65

I got one of these 100g mini-beengs in 2007, bought ten more at the beginning of 2009 and have been drinking them up and gave a few away as gifts. I’m down to 2 and 3/4 cakes left and will miss ‘em when they’re gone as they are great for drinking with meals (especially oily/greasy stuff like a lot of Chinese food). Tons of oompf for such a tiny package – little beengcha, little leaves, big flavor. Mellowed a bit since the first taste I had, but age has had little effect thus far and I doubt the tea will survive to a point where it’s effect is really significant.

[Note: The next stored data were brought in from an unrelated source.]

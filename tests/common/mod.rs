//! Scripted in-memory platform shared by the workflow and runner tests.

#![allow(dead_code)]

use async_trait::async_trait;
use hwpilot::error::{Error, Result};
use hwpilot::model::{Answer, AnswerRecord, Credentials, QuestionRef};
use hwpilot::platform::Platform;
use secrecy::ExposeSecret;
use std::collections::HashMap;
use std::sync::{Arc, Mutex};
use tokio::sync::Notify;

#[derive(Debug, Clone)]
pub enum Listing {
    Questions(Vec<&'static str>),
    Transport,
    Status(u16),
    Decode,
    Panic(&'static str),
}

#[derive(Debug, Clone)]
pub enum Detail {
    Answer(&'static str),
    Absent,
    Transport,
    Decode,
    Panic(&'static str),
}

#[derive(Debug, Clone)]
pub enum Submit {
    Ok,
    Transport,
    Status(u16),
    Panic(&'static str),
}

#[derive(Debug, Clone, PartialEq, Eq)]
pub enum Call {
    List { assignment_id: String, token: String },
    Fetch(String),
    Submit { question_id: String, answer: String },
}

/// Platform whose replies are fixed up front. Unscripted questions have an
/// absent answer; unscripted submissions succeed.
pub struct FakePlatform {
    listing: Listing,
    details: HashMap<String, Detail>,
    submits: HashMap<String, Submit>,
    gate: Option<Arc<Notify>>,
    calls: Mutex<Vec<Call>>,
}

impl FakePlatform {
    pub fn new(listing: Listing) -> Self {
        Self {
            listing,
            details: HashMap::new(),
            submits: HashMap::new(),
            gate: None,
            calls: Mutex::new(Vec::new()),
        }
    }

    pub fn listing(ids: &[&'static str]) -> Self {
        Self::new(Listing::Questions(ids.to_vec()))
    }

    pub fn detail(mut self, id: &str, detail: Detail) -> Self {
        self.details.insert(id.to_string(), detail);
        self
    }

    pub fn submit(mut self, id: &str, submit: Submit) -> Self {
        self.submits.insert(id.to_string(), submit);
        self
    }

    /// Hold the listing call until the gate is notified.
    pub fn gated(mut self, gate: Arc<Notify>) -> Self {
        self.gate = Some(gate);
        self
    }

    pub fn calls(&self) -> Vec<Call> {
        self.calls.lock().unwrap().clone()
    }

    pub fn submitted_ids(&self) -> Vec<String> {
        self.calls()
            .into_iter()
            .filter_map(|c| match c {
                Call::Submit { question_id, .. } => Some(question_id),
                _ => None,
            })
            .collect()
    }

    fn record(&self, call: Call) {
        self.calls.lock().unwrap().push(call);
    }
}

/// A real reqwest error, produced without touching the network.
pub async fn transport_error() -> Error {
    let err = reqwest::get("not a url").await.unwrap_err();
    Error::Transport(err)
}

fn status_error(status: u16) -> Error {
    Error::Protocol {
        status,
        url: "http://platform.test".to_string(),
    }
}

#[async_trait]
impl Platform for FakePlatform {
    async fn list_questions(&self, credentials: &Credentials) -> Result<Vec<QuestionRef>> {
        if let Some(gate) = &self.gate {
            gate.notified().await;
        }
        self.record(Call::List {
            assignment_id: credentials.assignment_id.clone(),
            token: credentials.access_token.expose_secret().to_string(),
        });
        match &self.listing {
            Listing::Questions(ids) => Ok(ids.iter().map(|id| QuestionRef::new(*id)).collect()),
            Listing::Transport => Err(transport_error().await),
            Listing::Status(status) => Err(status_error(*status)),
            Listing::Decode => Err(Error::Decode("expected value at line 1 column 1".into())),
            Listing::Panic(msg) => panic!("{msg}"),
        }
    }

    async fn fetch_answer(
        &self,
        _credentials: &Credentials,
        question_id: &str,
    ) -> Result<AnswerRecord> {
        self.record(Call::Fetch(question_id.to_string()));
        let detail = self
            .details
            .get(question_id)
            .cloned()
            .unwrap_or(Detail::Absent);
        match detail {
            Detail::Answer(a) => Ok(AnswerRecord {
                question_id: question_id.to_string(),
                answer: Some(Answer::from(a)),
            }),
            Detail::Absent => Ok(AnswerRecord {
                question_id: question_id.to_string(),
                answer: None,
            }),
            Detail::Transport => Err(transport_error().await),
            Detail::Decode => Err(Error::Decode("invalid type: string".into())),
            Detail::Panic(msg) => panic!("{msg}"),
        }
    }

    async fn submit_answer(
        &self,
        _credentials: &Credentials,
        question: &QuestionRef,
        answer: &Answer,
    ) -> Result<()> {
        self.record(Call::Submit {
            question_id: question.id.clone(),
            answer: answer.to_string(),
        });
        let submit = self
            .submits
            .get(&question.id)
            .cloned()
            .unwrap_or(Submit::Ok);
        match submit {
            Submit::Ok => Ok(()),
            Submit::Transport => Err(transport_error().await),
            Submit::Status(status) => Err(status_error(status)),
            Submit::Panic(msg) => panic!("{msg}"),
        }
    }
}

10g with 225ml water in a seasoned “shi piao” Yuan Kuang Lao ZiNi yixing teapot. Double rinse to break up very tight compaction. 1st infusion 20 seconds; 2nd infusion 25 seconds; 3rd-6th infusions 30 seconds each.

Leaves are tightly compacted but not as absurdly tight as an iron-cake and it is possible to break of chunks using just fingers. There’s a lot of buds but grading ripe puerh is tricky – while graded piles are segregated in wo dui prep, most is done on the basis of size after being broken down in active fermentation so these fairly uniform leaf bits contain buds, rolled bits of young leaves, and thin broken twigs of the sort that connect 2 leaf and a bud sets. Still, the cakes are pretty equally brown and gold with a reddish reflection. Embedded paper has started taking on some tea oils but still an overall matte appearance. Not much dry fragrance beyond dry clay-rich loam. Same note dominates in heady wet aroma but with warm moist leaf litter base. Coppery sweetness in aroma like candied pecans/walnuts. Did I mention clay? Always reminds me of sculpting in the same room as an operating kiln. Liquor is dark red with clear transparency but the color makes it nearly impossible to see through the tea without back-lighting.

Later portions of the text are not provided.